◆ **What you should do**: All the data beneath this line is to be reproduced exactly.

(Stored data entries)
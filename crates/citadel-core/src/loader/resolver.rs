use std::fmt;
use std::sync::Arc;

use async_trait::async_trait;
use indexmap::IndexMap;
use thiserror::Error;

use crate::component::{Component, Instance};
use crate::loader::ModuleId;

/// Failure reported by a [`Resolver`].
#[derive(Debug, Error)]
pub enum ResolveError {
    #[error("identifier '{identifier}' could not be resolved")]
    Unresolved { identifier: ModuleId },

    #[error("resolver returned {received} values for {expected} identifiers")]
    CountMismatch { expected: usize, received: usize },

    #[error("{0}")]
    Other(String),
}

/// Maps identifiers to values.
///
/// On success the values must come back in request order, one per identifier.
#[async_trait]
pub trait Resolver: Send + Sync {
    async fn resolve(&self, identifiers: Vec<ModuleId>) -> Result<Vec<Resolved>, ResolveError>;
}

/// A value produced by a [`Resolver`].
#[derive(Clone, Debug)]
pub enum Resolved {
    /// Nothing usable; registration is skipped.
    Empty,
    /// A ready-made component.
    Value(Instance),
    /// Builds a fresh component with no arguments.
    Constructor(Constructor),
    /// Named exports; a group entry may unwrap the export matching its own name.
    Namespace(Namespace),
}

impl Resolved {
    pub fn is_empty(&self) -> bool {
        matches!(self, Resolved::Empty)
    }
}

/// Zero-argument component factory.
#[derive(Clone)]
pub struct Constructor {
    build: Arc<dyn Fn() -> Instance + Send + Sync>,
}

impl Constructor {
    pub fn new<F>(build: F) -> Self
    where
        F: Fn() -> Instance + Send + Sync + 'static,
    {
        Self { build: Arc::new(build) }
    }

    pub fn construct(&self) -> Instance {
        (self.build)()
    }
}

impl Component for Constructor {}

impl fmt::Debug for Constructor {
    fn fmt(&self, f: &mut fmt::Formatter<'_>) -> fmt::Result {
        f.write_str("Constructor")
    }
}

/// Named exports of a resolved value.
#[derive(Clone, Debug, Default)]
pub struct Namespace {
    exports: IndexMap<String, Instance>,
}

impl Namespace {
    pub fn new() -> Self {
        Self::default()
    }

    pub fn with(mut self, name: impl Into<String>, instance: Instance) -> Self {
        self.exports.insert(name.into(), instance);
        self
    }

    pub fn get(&self, name: &str) -> Option<&Instance> {
        self.exports.get(name)
    }

    pub fn names(&self) -> impl Iterator<Item = &str> {
        self.exports.keys().map(String::as_str)
    }
}

impl Component for Namespace {}

type Entry = Arc<dyn Fn() -> Resolved + Send + Sync>;

/// In-memory catalog resolver.
///
/// Each identifier maps to a closure evaluated on every resolution. A request
/// fails on the first unknown identifier.
#[derive(Clone, Default)]
pub struct StaticResolver {
    entries: IndexMap<ModuleId, Entry>,
}

impl StaticResolver {
    pub fn new() -> Self {
        Self::default()
    }

    pub fn register<F>(&mut self, id: impl Into<ModuleId>, entry: F)
    where
        F: Fn() -> Resolved + Send + Sync + 'static,
    {
        self.entries.insert(id.into(), Arc::new(entry));
    }

    /// Builder-style [`register`](Self::register).
    pub fn with<F>(mut self, id: impl Into<ModuleId>, entry: F) -> Self
    where
        F: Fn() -> Resolved + Send + Sync + 'static,
    {
        self.register(id, entry);
        self
    }

    pub fn contains(&self, id: &ModuleId) -> bool {
        self.entries.contains_key(id)
    }

    pub fn identifiers(&self) -> impl Iterator<Item = &ModuleId> {
        self.entries.keys()
    }

    /// Synchronous resolution shared by the async impl and wrappers.
    pub fn resolve_now(&self, identifiers: &[ModuleId]) -> Result<Vec<Resolved>, ResolveError> {
        identifiers
            .iter()
            .map(|id| {
                self.entries
                    .get(id)
                    .map(|entry| entry())
                    .ok_or_else(|| ResolveError::Unresolved { identifier: id.clone() })
            })
            .collect()
    }
}

#[async_trait]
impl Resolver for StaticResolver {
    async fn resolve(&self, identifiers: Vec<ModuleId>) -> Result<Vec<Resolved>, ResolveError> {
        self.resolve_now(&identifiers)
    }
}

◆ **Finished exercise**:
filename crates/citadel-core/src/loader/resolver.rs
use std::fmt;
use std::sync::Arc;

use async_trait::async_trait;
use indexmap::IndexMap;
use thiserror::Error;

use crate::component::{Component, Instance};
use crate::loader::ModuleId;

/// Failure reported by a [`Resolver`].
#[derive(Debug, Error)]
pub enum ResolveError {
    #[error("identifier '{identifier}' could not be resolved")]
    Unresolved { identifier: ModuleId },

    #[error("resolver returned {received} values for {expected} identifiers")]
    CountMismatch { expected: usize, received: usize },

    #[error("{0}")]
    Other(String),
}

/// Maps identifiers to values.
///
/// On success the values must come back in request order, one per identifier.
#[async_trait]
pub trait Resolver: Send + Sync {
    async fn resolve(&self, identifiers: Vec<ModuleId>) -> Result<Vec<Resolved>, ResolveError>;
}

/// A value produced by a [`Resolver`].
#[derive(Clone, Debug)]
pub enum Resolved {
    /// Nothing usable; registration is skipped.
    Empty,
    /// A ready-made component.
    Value(Instance),
    /// Builds a fresh component with no arguments.
    Constructor(Constructor),
    /// Named exports; a group entry may unwrap the export matching its own name.
    Namespace(Namespace),
}

impl Resolved {
    pub fn is_empty(&self) -> bool {
        matches!(self, Resolved::Empty)
    }
}

/// Zero-argument component factory.
#[derive(Clone)]
pub struct Constructor {
    build: Arc<dyn Fn() -> Instance + Send + Sync>,
}

impl Constructor {
    pub fn new<F>(build: F) -> Self
    where
        F: Fn() -> Instance + Send + Sync + 'static,
    {
        Self { build: Arc::new(build) }
    }

    pub fn construct(&self) -> Instance {
        (self.build)()
    }
}

impl Component for Constructor {}

impl fmt::Debug for Constructor {
    fn fmt(&self, f: &mut fmt::Formatter<'_>) -> fmt::Result {
        f.write_str("Constructor")
    }
}

/// Named exports of a resolved value.
#[derive(Clone, Debug, Default)]
pub struct Namespace {
    exports: IndexMap<String, Instance>,
}

impl Namespace {
    pub fn new() -> Self {
        Self::default()
    }

    pub fn with(mut self, name: impl Into<String>, instance: Instance) -> Self {
        self.exports.insert(name.into(), instance);
        self
    }

    pub fn get(&self, name: &str) -> Option<&Instance> {
        self.exports.get(name)
    }

    pub fn names(&self) -> impl Iterator<Item = &str> {
        self.exports.keys().map(String::as_str)
    }
}

impl Component for Namespace {}

type Entry = Arc<dyn Fn() -> Resolved + Send + Sync>;

/// In-memory catalog resolver.
///
/// Each identifier maps to a closure evaluated on every resolution. A request
/// fails on the first unknown identifier.
#[derive(Clone, Default)]
pub struct StaticResolver {
    entries: IndexMap<ModuleId, Entry>,
}

impl StaticResolver {
    pub fn new() -> Self {
        Self::default()
    }

    pub fn register<F>(&mut self, id: impl Into<ModuleId>, entry: F)
    where
        F: Fn() -> Resolved + Send + Sync + 'static,
    {
        self.entries.insert(id.into(), Arc::new(entry));
    }

    /// Builder-style [`register`](Self::register).
    pub fn with<F>(mut self, id: impl Into<ModuleId>, entry: F) -> Self
    where
        F: Fn() -> Resolved + Send + Sync + 'static,
    {
        self.register(id, entry);
        self
    }

    pub fn contains(&self, id: &ModuleId) -> bool {
        self.entries.contains_key(id)
    }

    pub fn identifiers(&self) -> impl Iterator<Item = &ModuleId> {
        self.entries.keys()
    }

    /// Synchronous resolution shared by the async impl and wrappers.
    pub fn resolve_now(&self, identifiers: &[ModuleId]) -> Result<Vec<Resolved>, ResolveError> {
        identifiers
            .iter()
            .map(|id| {
                self.entries
                    .get(id)
                    .map(|entry| entry())
                    .ok_or_else(|| ResolveError::Unresolved { identifier: id.clone() })
            })
            .collect()
    }
}

#[async_trait]
impl Resolver for StaticResolver {
    async fn resolve(&self, identifiers: Vec<ModuleId>) -> Result<Vec<Resolved>, ResolveError> {
        self.resolve_now(&identifiers)
    }
}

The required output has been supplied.